Advances in Chromatography & HPLC Techniques

Biography

Biography: Cenk Andac

Abstract

A specific H-bond between U33 and the phosphate group between C36 and G34 in the anticodon loop region of t-RNA renders a very compact anticodon loop structure, hence called a closed-loop structure. It is known that the closed loop structure is in exchange with an open-loop structure in which the aforementioned specific H-bond in the anticodon loop region is broken. In order to shed light on to the dynamics of the open-loop structure of the transfer RNA, a 17-mer RNA hairpin molecule, representing the open-loop structure anticodon region of a transfer RNA, with the sequence 5'GGGAGUXAGCGGCUCCC 3' (X=3-N-methyl uridine) was synthesized using the dimethoxytrityl, tert-butyldimethylsilyl and 2-cyanoethyl diisopropylphosphoamidite. The crude product was then purified by reversed phase HPLC using an 8 mm C-18 Radial-Pak column (by Waters Assoc., Inc) on a Beckman (Fullerton, CA, USA) System Gold HPLC instrument with ultra violet detection at 254 nm. Optimal conditions for the separation of the 17-mer RNA were provided by using an isocratic elution system based on 0.05 M ammonium acetate (NH4OAc) solution in RNase-free dd.H2O (buffered at pH=7.0).

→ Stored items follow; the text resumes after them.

//! Content store: the on-disk tree of post sources.
//!
//! ```text
//! posts/
//! ├── 2024/
//! │   ├── 03/
//! │   │   ├── hello-and-world.md
//! │   │   └── second-post.md
//! │   └── 01/
//! └── 2023/
//! ```
//!
//! Only directories named with exactly four ASCII digits (years) and exactly
//! two (months) are walked, and only files with the configured extension are
//! documents. Everything else in the tree is ignored.
//!
//! The store is read-only during a build pass. [`ContentStore::write_document`]
//! is the one mutation and runs before a pass starts.
//!
//! ## Ordering
//!
//! Within a month, files are read in file-name order and then stable-sorted
//! by timestamp, newest first, so documents with equal timestamps always
//! come out in the same order. [`ContentStore::enumerate`] walks years and
//! months newest first and parses a month only when it gets there.

use crate::artifact::{self, FilesystemError};
use crate::document::{Document, DocumentKind, DocumentReader, ParseError};
use rayon::prelude::*;
use std::collections::VecDeque;
use std::fs;
use std::path::{Path, PathBuf};
use thiserror::Error;

/// Why a single document could not be loaded.
#[derive(Error, Debug)]
pub enum LoadError {
    #[error(transparent)]
    Parse(#[from] ParseError),
    #[error(transparent)]
    Read(#[from] FilesystemError),
}

/// A document (or directory) that was skipped, and why.
#[derive(Debug)]
pub struct DocumentFailure {
    pub path: PathBuf,
    pub error: LoadError,
}

impl From<FilesystemError> for DocumentFailure {
    fn from(error: FilesystemError) -> Self {
        Self {
            path: error.path.clone(),
            error: error.into(),
        }
    }
}

/// Every document of one month, newest first.
#[derive(Debug)]
pub struct MonthLoad {
    pub year: String,
    pub month: String,
    pub documents: Vec<Document>,
    pub failures: Vec<DocumentFailure>,
}

/// Every readable document of one year.
#[derive(Debug)]
pub struct YearLoad {
    pub year: String,
    /// Newest month first. Months that could not be listed are absent.
    pub months: Vec<MonthLoad>,
    /// All documents of the year, newest first.
    pub documents: Vec<Document>,
    /// The year or month directories that could not be listed.
    pub unreadable: Vec<DocumentFailure>,
}

impl YearLoad {
    /// Assemble a year from per-month results. A month that failed is
    /// recorded in `unreadable` and its siblings are kept.
    pub fn from_months(year: &str, loads: Vec<Result<MonthLoad, FilesystemError>>) -> Self {
        let mut months = Vec::new();
        let mut unreadable = Vec::new();
        for load in loads {
            match load {
                Ok(month) => months.push(month),
                Err(error) => {
                    tracing::warn!(%year, %error, "skipping unreadable directory");
                    unreadable.push(DocumentFailure::from(error));
                }
            }
        }
        let mut documents: Vec<Document> = months
            .iter()
            .flat_map(|m| m.documents.iter().cloned())
            .collect();
        sort_newest_first(&mut documents);

        Self {
            year: year.to_string(),
            months,
            documents,
            unreadable,
        }
    }

    /// True when every directory of the year could be listed.
    pub fn is_complete(&self) -> bool {
        self.unreadable.is_empty()
    }

    pub fn failures(&self) -> impl Iterator<Item = &DocumentFailure> {
        self.unreadable
            .iter()
            .chain(self.months.iter().flat_map(|m| m.failures.iter()))
    }

    /// Move every failure out, leaving the documents in place.
    pub fn take_failures(&mut self) -> Vec<DocumentFailure> {
        let mut failures: Vec<DocumentFailure> = self.unreadable.drain(..).collect();
        for month in &mut self.months {
            failures.append(&mut month.failures);
        }
        failures
    }
}

/// Stable sort, newest first. Equal timestamps keep their input order.
pub fn sort_newest_first(docs: &mut [Document]) {
    docs.sort_by(|a, b| b.timestamp.cmp(&a.timestamp));
}

fn is_digits(name: &str, len: usize) -> bool {
    name.len() == len && name.bytes().all(|b| b.is_ascii_digit())
}

/// Read-only view over `<root>/<YYYY>/<MM>/<slug>.<ext>`.
pub struct ContentStore {
    root: PathBuf,
    extension: String,
    reader: DocumentReader,
}

impl ContentStore {
    pub fn new(root: impl Into<PathBuf>, extension: &str, reader: DocumentReader) -> Self {
        Self {
            root: root.into(),
            extension: extension.to_string(),
            reader,
        }
    }

    pub fn root(&self) -> &Path {
        &self.root
    }

    pub fn extension(&self) -> &str {
        &self.extension
    }

    pub fn reader(&self) -> &DocumentReader {
        &self.reader
    }

    /// Sorted names of subdirectories of `dir` matching `len` digits.
    fn digit_dirs(&self, dir: &Path, len: usize) -> Result<Vec<String>, FilesystemError> {
        let entries =
            fs::read_dir(dir).map_err(|e| FilesystemError::new("read directory", dir, e))?;
        let mut names: Vec<String> = entries
            .filter_map(Result::ok)
            .filter(|e| e.file_type().is_ok_and(|t| t.is_dir()))
            .filter_map(|e| e.file_name().into_string().ok())
            .filter(|name| is_digits(name, len))
            .collect();
        names.sort_unstable_by(|a, b| b.cmp(a));
        Ok(names)
    }

    /// Year folders, newest first. A missing root is an empty store.
    pub fn years(&self) -> Result<Vec<String>, FilesystemError> {
        if !self.root.exists() {
            return Ok(Vec::new());
        }
        self.digit_dirs(&self.root, 4)
    }

    /// Month folders of a year, newest first.
    pub fn months(&self, year: &str) -> Result<Vec<String>, FilesystemError> {
        self.digit_dirs(&self.root.join(year), 2)
    }

    /// Document files of a month, in file-name order.
    pub fn entries(&self, year: &str, month: &str) -> Result<Vec<PathBuf>, FilesystemError> {
        let dir = self.root.join(year).join(month);
        let suffix = format!(".{}", self.extension);
        let entries =
            fs::read_dir(&dir).map_err(|e| FilesystemError::new("read directory", &dir, e))?;
        let mut paths: Vec<PathBuf> = entries
            .filter_map(Result::ok)
            .filter(|e| e.file_type().is_ok_and(|t| t.is_file()))
            .filter(|e| e.file_name().to_string_lossy().ends_with(&suffix))
            .map(|e| e.path())
            .collect();
        paths.sort();
        Ok(paths)
    }

    /// Read and parse a single document file.
    pub fn load_path(&self, path: &Path) -> Result<Document, LoadError> {
        let raw = artifact::read_text(path)?;
        Ok(self.reader.parse(DocumentKind::Post, &raw, &self.extension)?)
    }

    /// Parse every document of a month.
    ///
    /// Files are parsed in parallel; results are collected in file-name order
    /// before the stable sort, so the outcome matches a sequential pass.
    pub fn load_month(&self, year: &str, month: &str) -> Result<MonthLoad, FilesystemError> {
        let paths = self.entries(year, month)?;
        let results: Vec<(PathBuf, Result<Document, LoadError>)> = paths
            .into_par_iter()
            .map(|path| {
                let result = self.load_path(&path);
                (path, result)
            })
            .collect();

        let mut documents = Vec::new();
        let mut failures = Vec::new();
        for (path, result) in results {
            match result {
                Ok(doc) => documents.push(doc),
                Err(error) => {
                    tracing::warn!(path = %path.display(), %error, "skipping document");
                    failures.push(DocumentFailure { path, error });
                }
            }
        }
        sort_newest_first(&mut documents);

        Ok(MonthLoad {
            year: year.to_string(),
            month: month.to_string(),
            documents,
            failures,
        })
    }

    /// Parse every month of a year. Directories that cannot be listed are
    /// recorded in the result rather than ending the load.
    pub fn load_year(&self, year: &str) -> YearLoad {
        let loads = match self.months(year) {
            Ok(months) => months
                .iter()
                .map(|month| self.load_month(year, month))
                .collect(),
            Err(error) => vec![Err(error)],
        };
        YearLoad::from_months(year, loads)
    }

    /// Lazily walk the newest `limit` documents.
    pub fn enumerate(&self, limit: usize) -> Enumeration<'_> {
        let mut failures = Vec::new();
        let years = match self.years() {
            Ok(years) => years.into(),
            Err(error) => {
                failures.push(error.into());
                VecDeque::new()
            }
        };
        Enumeration {
            store: self,
            years,
            current_year: None,
            months: VecDeque::new(),
            pending: VecDeque::new(),
            remaining: limit,
            failures,
            months_parsed: 0,
        }
    }

    /// The newest `limit` documents and anything skipped on the way.
    pub fn recent(&self, limit: usize) -> (Vec<Document>, Vec<DocumentFailure>) {
        let mut walk = self.enumerate(limit);
        let documents: Vec<Document> = walk.by_ref().collect();
        (documents, walk.into_failures())
    }

    /// Where a document with this year, month and slug lives.
    pub fn path_for(&self, year: &str, month: &str, slug: &str) -> PathBuf {
        self.root
            .join(year)
            .join(month)
            .join(format!("{slug}.{}", self.extension))
    }

    /// Write raw document text, creating the year and month folders.
    pub fn write_document(
        &self,
        year: &str,
        month: &str,
        slug: &str,
        text: &str,
    ) -> Result<PathBuf, FilesystemError> {
        let path = self.path_for(year, month, slug);
        artifact::write_artifact(&path, text)?;
        Ok(path)
    }
}

/// Iterator over the store, newest month first.
///
/// Parse failures are skipped and kept for [`Enumeration::failures`].
pub struct Enumeration<'s> {
    store: &'s ContentStore,
    years: VecDeque<String>,
    current_year: Option<String>,
    months: VecDeque<String>,
    pending: VecDeque<Document>,
    remaining: usize,
    failures: Vec<DocumentFailure>,
    months_parsed: usize,
}

impl Enumeration<'_> {
    pub fn failures(&self) -> &[DocumentFailure] {
        &self.failures
    }

    pub fn into_failures(self) -> Vec<DocumentFailure> {
        self.failures
    }

    /// How many months have been parsed so far.
    pub fn months_parsed(&self) -> usize {
        self.months_parsed
    }

    fn record(&mut self, error: FilesystemError) {
        self.failures.push(error.into());
    }
}

impl Iterator for Enumeration<'_> {
    type Item = Document;

    fn next(&mut self) -> Option<Document> {
        if self.remaining == 0 {
            return None;
        }
        loop {
            if let Some(doc) = self.pending.pop_front() {
                self.remaining -= 1;
                return Some(doc);
            }
            if let Some(month) = self.months.pop_front() {
                let Some(year) = self.current_year.clone() else {
                    continue;
                };
                match self.store.load_month(&year, &month) {
                    Ok(load) => {
                        self.months_parsed += 1;
                        self.failures.extend(load.failures);
                        self.pending.extend(load.documents);
                    }
                    Err(error) => self.record(error),
                }
                continue;
            }
            let year = self.years.pop_front()?;
            match self.store.months(&year) {
                Ok(months) => self.months = months.into(),
                Err(error) => self.record(error),
            }
            self.current_year = Some(year);
        }
    }
}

The retention time was 9 min and the elution speed was 0.7 ml/min. The purified RNA hairpin was further studied by NMR and it was found out that two major conformationally different structures of the RNA exist in slow exchange with concentrations ~51% and ~43% on NMR time scale. AMBER molecular dynamics and cluster analysis studies indicate reveal two open-loop structures of the RNA hairpin.